Work task: This exercise needs all of the entries set down again, exactly as they read.
- - - - -
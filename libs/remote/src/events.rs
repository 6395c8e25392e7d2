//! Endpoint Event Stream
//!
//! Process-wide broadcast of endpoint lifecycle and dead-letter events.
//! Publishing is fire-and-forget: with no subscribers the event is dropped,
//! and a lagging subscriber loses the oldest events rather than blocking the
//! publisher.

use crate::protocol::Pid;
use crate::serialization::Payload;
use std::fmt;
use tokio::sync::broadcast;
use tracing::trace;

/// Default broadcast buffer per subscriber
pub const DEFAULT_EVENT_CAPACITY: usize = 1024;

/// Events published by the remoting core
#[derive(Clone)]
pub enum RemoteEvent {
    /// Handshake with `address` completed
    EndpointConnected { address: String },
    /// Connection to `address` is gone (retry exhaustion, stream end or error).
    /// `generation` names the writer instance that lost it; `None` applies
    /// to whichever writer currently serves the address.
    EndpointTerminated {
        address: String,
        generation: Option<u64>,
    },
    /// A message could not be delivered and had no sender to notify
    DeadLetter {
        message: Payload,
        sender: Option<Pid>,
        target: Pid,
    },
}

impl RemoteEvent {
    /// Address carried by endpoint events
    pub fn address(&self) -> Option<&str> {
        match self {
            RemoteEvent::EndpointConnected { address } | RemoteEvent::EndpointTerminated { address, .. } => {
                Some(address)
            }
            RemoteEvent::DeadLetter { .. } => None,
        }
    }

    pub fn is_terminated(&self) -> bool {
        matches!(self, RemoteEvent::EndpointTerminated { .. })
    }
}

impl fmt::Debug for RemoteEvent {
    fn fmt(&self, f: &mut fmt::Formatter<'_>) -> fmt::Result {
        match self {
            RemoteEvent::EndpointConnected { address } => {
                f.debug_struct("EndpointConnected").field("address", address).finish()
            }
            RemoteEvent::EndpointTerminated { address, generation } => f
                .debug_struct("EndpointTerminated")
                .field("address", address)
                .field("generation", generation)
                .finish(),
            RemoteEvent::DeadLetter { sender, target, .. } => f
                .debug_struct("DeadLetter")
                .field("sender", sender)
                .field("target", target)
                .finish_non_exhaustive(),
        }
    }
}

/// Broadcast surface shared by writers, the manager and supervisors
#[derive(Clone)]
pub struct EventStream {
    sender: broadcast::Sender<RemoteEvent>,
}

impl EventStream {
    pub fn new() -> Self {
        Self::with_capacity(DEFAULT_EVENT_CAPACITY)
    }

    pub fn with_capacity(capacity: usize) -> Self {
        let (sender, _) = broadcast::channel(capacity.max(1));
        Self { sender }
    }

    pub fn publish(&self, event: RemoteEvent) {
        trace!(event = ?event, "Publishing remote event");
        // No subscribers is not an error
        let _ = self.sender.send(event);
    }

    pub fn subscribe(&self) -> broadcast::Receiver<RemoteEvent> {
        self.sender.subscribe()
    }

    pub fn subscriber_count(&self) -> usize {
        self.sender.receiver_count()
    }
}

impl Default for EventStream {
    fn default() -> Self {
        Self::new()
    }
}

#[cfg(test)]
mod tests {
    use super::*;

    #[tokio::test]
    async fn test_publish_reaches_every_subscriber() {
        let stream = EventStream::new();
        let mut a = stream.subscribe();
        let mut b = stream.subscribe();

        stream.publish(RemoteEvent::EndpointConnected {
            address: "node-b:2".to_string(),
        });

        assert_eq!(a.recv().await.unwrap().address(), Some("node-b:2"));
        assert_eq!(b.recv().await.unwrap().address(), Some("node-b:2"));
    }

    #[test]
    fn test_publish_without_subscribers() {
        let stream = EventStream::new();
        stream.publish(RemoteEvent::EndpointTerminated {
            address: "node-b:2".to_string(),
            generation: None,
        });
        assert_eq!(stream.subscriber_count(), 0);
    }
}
- - - - -
Result below:
filename libs/remote/src/events.rs
repository 6395c8e25392e7d2
//! Endpoint Event Stream
//!
//! Process-wide broadcast of endpoint lifecycle and dead-letter events.
//! Publishing is fire-and-forget: with no subscribers the event is dropped,
//! and a lagging subscriber loses the oldest events rather than blocking the
//! publisher.

use crate::protocol::Pid;
use crate::serialization::Payload;
use std::fmt;
use tokio::sync::broadcast;
use tracing::trace;

/// Default broadcast buffer per subscriber
pub const DEFAULT_EVENT_CAPACITY: usize = 1024;

/// Events published by the remoting core
#[derive(Clone)]
pub enum RemoteEvent {
    /// Handshake with `address` completed
    EndpointConnected { address: String },
    /// Connection to `address` is gone (retry exhaustion, stream end or error).
    /// `generation` names the writer instance that lost it; `None` applies
    /// to whichever writer currently serves the address.
    EndpointTerminated {
        address: String,
        generation: Option<u64>,
    },
    /// A message could not be delivered and had no sender to notify
    DeadLetter {
        message: Payload,
        sender: Option<Pid>,
        target: Pid,
    },
}

impl RemoteEvent {
    /// Address carried by endpoint events
    pub fn address(&self) -> Option<&str> {
        match self {
            RemoteEvent::EndpointConnected { address } | RemoteEvent::EndpointTerminated { address, .. } => {
                Some(address)
            }
            RemoteEvent::DeadLetter { .. } => None,
        }
    }

    pub fn is_terminated(&self) -> bool {
        matches!(self, RemoteEvent::EndpointTerminated { .. })
    }
}

impl fmt::Debug for RemoteEvent {
    fn fmt(&self, f: &mut fmt::Formatter<'_>) -> fmt::Result {
        match self {
            RemoteEvent::EndpointConnected { address } => {
                f.debug_struct("EndpointConnected").field("address", address).finish()
            }
            RemoteEvent::EndpointTerminated { address, generation } => f
                .debug_struct("EndpointTerminated")
                .field("address", address)
                .field("generation", generation)
                .finish(),
            RemoteEvent::DeadLetter { sender, target, .. } => f
                .debug_struct("DeadLetter")
                .field("sender", sender)
                .field("target", target)
                .finish_non_exhaustive(),
        }
    }
}

/// Broadcast surface shared by writers, the manager and supervisors
#[derive(Clone)]
pub struct EventStream {
    sender: broadcast::Sender<RemoteEvent>,
}

impl EventStream {
    pub fn new() -> Self {
        Self::with_capacity(DEFAULT_EVENT_CAPACITY)
    }

    pub fn with_capacity(capacity: usize) -> Self {
        let (sender, _) = broadcast::channel(capacity.max(1));
        Self { sender }
    }

    pub fn publish(&self, event: RemoteEvent) {
        trace!(event = ?event, "Publishing remote event");
        // No subscribers is not an error
        let _ = self.sender.send(event);
    }

    pub fn subscribe(&self) -> broadcast::Receiver<RemoteEvent> {
        self.sender.subscribe()
    }

    pub fn subscriber_count(&self) -> usize {
        self.sender.receiver_count()
    }
}

impl Default for EventStream {
    fn default() -> Self {
        Self::new()
    }
}

#[cfg(test)]
mod tests {
    use super::*;

    #[tokio::test]
    async fn test_publish_reaches_every_subscriber() {
        let stream = EventStream::new();
        let mut a = stream.subscribe();
        let mut b = stream.subscribe();

        stream.publish(RemoteEvent::EndpointConnected {
            address: "node-b:2".to_string(),
        });

        assert_eq!(a.recv().await.unwrap().address(), Some("node-b:2"));
        assert_eq!(b.recv().await.unwrap().address(), Some("node-b:2"));
    }

    #[test]
    fn test_publish_without_subscribers() {
        let stream = EventStream::new();
        stream.publish(RemoteEvent::EndpointTerminated {
            address: "node-b:2".to_string(),
            generation: None,
        });
        assert_eq!(stream.subscriber_count(), 0);
    }
}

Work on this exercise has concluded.